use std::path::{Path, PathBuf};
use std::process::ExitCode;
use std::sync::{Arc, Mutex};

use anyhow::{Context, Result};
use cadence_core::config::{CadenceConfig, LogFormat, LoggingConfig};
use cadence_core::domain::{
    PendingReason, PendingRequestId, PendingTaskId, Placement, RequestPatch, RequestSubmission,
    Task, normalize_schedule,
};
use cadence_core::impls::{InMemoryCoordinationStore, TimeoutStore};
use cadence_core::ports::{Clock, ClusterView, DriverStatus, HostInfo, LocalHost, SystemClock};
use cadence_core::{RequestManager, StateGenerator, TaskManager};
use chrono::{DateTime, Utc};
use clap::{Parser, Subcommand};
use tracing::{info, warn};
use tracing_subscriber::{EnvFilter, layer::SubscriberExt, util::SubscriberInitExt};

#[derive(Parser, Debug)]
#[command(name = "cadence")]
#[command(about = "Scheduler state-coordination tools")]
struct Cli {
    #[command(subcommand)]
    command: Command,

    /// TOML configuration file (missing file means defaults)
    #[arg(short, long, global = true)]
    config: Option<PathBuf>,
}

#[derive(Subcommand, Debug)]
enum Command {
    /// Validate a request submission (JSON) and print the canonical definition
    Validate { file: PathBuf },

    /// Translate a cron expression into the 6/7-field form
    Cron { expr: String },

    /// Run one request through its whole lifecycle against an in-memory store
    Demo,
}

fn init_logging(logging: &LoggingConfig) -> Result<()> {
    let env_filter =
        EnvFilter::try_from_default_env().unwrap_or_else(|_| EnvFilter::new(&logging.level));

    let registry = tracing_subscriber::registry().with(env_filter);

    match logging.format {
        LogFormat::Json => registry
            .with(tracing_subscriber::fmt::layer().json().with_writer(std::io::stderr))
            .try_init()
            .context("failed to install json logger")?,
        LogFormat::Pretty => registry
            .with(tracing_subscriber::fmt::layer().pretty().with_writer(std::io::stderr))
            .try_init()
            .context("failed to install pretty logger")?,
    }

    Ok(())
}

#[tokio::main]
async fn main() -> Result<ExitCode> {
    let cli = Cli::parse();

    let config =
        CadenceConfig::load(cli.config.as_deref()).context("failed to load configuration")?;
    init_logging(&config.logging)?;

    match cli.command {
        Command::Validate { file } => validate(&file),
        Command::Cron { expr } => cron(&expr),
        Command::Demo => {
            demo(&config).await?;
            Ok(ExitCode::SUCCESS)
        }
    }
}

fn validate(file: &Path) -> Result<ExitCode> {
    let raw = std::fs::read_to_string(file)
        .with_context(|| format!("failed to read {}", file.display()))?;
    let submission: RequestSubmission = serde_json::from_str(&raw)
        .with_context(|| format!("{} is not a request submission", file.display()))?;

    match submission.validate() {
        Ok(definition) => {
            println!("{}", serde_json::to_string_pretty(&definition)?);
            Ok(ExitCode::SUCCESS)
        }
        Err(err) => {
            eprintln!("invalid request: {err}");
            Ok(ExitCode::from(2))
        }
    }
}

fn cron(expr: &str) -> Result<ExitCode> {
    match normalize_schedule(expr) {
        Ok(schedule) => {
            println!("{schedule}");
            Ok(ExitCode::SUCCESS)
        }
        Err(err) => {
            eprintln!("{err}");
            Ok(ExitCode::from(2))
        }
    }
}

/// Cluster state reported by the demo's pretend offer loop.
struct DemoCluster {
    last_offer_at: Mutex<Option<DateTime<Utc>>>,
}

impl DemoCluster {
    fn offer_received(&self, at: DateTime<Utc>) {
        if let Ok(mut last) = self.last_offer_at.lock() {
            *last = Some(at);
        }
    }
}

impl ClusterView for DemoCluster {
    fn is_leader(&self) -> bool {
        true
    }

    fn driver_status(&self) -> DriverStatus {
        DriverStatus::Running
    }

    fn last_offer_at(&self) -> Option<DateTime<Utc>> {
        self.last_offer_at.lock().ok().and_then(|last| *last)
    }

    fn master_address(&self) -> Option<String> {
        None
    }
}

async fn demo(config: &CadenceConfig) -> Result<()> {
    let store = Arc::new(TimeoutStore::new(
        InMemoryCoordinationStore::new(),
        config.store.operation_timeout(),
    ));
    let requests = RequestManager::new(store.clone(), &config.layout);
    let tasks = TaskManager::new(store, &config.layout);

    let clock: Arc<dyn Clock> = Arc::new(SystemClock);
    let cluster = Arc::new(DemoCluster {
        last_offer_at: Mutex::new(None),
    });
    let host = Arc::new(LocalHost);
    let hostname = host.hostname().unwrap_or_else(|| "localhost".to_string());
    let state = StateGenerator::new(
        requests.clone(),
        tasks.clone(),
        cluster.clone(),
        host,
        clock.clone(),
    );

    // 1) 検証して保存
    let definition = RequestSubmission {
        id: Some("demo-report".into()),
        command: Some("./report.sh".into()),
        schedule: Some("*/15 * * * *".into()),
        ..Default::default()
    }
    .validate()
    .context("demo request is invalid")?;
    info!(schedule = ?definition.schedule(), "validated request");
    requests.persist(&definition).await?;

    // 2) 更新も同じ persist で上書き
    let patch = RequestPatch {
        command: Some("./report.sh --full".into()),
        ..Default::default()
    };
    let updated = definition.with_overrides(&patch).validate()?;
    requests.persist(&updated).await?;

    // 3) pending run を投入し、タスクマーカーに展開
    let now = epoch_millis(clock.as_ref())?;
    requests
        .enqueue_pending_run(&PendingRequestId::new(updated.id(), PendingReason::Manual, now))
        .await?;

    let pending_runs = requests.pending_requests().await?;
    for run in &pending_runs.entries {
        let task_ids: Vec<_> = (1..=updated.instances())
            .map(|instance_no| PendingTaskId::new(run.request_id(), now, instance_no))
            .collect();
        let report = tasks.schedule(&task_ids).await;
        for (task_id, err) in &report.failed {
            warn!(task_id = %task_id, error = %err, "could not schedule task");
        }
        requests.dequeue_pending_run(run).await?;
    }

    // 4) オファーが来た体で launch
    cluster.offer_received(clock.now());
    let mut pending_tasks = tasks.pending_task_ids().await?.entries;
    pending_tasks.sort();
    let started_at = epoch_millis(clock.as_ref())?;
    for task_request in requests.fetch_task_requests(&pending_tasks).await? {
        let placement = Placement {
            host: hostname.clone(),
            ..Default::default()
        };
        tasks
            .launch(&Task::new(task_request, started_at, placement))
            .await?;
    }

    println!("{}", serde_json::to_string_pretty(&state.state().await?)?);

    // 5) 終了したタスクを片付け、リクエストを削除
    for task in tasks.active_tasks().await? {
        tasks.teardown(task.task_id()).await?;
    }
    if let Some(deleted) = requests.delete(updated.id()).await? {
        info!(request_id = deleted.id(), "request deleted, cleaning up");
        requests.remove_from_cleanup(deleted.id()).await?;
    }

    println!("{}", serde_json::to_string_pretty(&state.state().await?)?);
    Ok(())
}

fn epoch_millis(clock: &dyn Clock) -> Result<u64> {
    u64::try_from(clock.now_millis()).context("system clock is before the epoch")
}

...

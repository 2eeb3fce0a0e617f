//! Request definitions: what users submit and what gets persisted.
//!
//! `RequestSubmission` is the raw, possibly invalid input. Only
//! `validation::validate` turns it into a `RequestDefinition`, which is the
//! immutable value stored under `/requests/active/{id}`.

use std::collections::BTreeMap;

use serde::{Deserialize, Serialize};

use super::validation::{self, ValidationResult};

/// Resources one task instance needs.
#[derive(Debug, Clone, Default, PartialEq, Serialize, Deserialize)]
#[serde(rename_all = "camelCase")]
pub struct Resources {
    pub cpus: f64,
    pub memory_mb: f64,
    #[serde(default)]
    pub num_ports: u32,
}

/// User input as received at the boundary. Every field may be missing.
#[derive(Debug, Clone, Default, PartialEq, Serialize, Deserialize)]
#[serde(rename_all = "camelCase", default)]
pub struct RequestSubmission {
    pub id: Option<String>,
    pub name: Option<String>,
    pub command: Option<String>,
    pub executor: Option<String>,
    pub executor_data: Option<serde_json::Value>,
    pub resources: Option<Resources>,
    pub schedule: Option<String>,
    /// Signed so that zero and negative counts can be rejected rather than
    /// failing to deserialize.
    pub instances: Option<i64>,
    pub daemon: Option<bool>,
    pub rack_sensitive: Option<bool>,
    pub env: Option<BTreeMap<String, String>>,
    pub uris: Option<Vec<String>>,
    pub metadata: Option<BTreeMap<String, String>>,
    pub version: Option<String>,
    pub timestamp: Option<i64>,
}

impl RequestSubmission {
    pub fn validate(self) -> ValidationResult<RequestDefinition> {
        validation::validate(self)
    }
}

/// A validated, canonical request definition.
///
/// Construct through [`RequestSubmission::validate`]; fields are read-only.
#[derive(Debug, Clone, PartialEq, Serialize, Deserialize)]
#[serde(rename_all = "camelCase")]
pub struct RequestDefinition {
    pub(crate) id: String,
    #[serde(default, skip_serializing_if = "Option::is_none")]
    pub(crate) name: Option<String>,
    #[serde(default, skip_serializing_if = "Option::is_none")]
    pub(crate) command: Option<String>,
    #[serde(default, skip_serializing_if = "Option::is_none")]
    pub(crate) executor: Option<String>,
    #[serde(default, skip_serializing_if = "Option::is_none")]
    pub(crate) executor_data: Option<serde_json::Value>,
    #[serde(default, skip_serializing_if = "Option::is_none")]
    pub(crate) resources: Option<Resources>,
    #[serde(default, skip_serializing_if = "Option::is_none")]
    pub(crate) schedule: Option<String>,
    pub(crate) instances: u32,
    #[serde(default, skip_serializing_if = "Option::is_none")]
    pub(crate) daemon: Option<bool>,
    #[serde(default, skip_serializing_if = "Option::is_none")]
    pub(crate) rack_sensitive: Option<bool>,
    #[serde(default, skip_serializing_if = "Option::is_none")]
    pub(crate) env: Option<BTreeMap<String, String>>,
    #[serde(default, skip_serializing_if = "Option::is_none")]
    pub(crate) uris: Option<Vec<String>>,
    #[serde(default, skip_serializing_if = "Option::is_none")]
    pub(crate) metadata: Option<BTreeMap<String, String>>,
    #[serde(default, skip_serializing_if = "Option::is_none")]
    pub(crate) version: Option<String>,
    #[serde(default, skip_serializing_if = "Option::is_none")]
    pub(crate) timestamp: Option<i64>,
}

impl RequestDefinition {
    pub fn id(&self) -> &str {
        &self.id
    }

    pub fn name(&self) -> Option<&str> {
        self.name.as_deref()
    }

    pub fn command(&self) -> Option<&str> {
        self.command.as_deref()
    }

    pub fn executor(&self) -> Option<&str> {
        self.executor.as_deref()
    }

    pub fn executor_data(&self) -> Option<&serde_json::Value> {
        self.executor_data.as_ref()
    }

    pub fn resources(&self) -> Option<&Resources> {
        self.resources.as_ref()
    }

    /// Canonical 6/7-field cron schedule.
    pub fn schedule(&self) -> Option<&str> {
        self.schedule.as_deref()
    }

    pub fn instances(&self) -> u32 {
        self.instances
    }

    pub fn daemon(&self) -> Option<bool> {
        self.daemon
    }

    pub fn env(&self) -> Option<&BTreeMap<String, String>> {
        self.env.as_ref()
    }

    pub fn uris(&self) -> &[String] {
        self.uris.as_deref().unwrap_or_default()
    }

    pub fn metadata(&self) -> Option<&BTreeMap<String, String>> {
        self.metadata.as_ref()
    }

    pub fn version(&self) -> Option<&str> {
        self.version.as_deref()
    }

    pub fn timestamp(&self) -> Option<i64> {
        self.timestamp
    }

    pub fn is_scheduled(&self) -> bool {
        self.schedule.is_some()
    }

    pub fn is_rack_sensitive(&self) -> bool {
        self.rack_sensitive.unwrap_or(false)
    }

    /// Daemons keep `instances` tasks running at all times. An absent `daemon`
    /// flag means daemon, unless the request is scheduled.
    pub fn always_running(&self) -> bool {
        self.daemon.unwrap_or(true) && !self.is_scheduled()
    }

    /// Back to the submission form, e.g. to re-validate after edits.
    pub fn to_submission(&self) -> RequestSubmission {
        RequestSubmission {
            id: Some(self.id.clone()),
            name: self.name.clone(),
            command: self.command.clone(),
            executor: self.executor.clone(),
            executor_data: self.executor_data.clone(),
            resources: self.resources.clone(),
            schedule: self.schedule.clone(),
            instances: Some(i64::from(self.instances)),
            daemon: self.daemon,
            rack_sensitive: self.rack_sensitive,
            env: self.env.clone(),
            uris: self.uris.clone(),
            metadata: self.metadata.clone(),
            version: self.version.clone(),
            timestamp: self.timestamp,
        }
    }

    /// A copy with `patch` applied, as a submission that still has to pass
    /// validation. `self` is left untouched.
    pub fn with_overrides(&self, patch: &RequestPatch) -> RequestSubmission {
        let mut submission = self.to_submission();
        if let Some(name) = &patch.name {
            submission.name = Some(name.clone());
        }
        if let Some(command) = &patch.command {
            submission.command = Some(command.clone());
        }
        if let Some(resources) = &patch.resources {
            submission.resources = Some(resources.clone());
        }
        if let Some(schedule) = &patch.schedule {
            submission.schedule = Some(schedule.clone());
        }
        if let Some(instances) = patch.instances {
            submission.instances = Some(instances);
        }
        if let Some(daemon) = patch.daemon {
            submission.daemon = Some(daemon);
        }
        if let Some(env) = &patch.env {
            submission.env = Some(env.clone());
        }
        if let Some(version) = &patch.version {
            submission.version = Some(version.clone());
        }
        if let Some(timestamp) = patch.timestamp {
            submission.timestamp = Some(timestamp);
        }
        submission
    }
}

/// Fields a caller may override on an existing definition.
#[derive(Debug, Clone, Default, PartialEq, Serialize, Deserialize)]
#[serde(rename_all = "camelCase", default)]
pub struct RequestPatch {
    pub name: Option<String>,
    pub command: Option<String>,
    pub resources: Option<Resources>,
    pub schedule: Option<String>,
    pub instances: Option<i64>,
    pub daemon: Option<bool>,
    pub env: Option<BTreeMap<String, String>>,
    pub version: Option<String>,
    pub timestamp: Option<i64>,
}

EXERCISE DESCRIPTION: Your response should contain each line of the listing in which the word "RequestManager" occurs.

TASK RESULT:
use cadence_core::{RequestManager, StateGenerator, TaskManager};
    let requests = RequestManager::new(store.clone(), &config.layout);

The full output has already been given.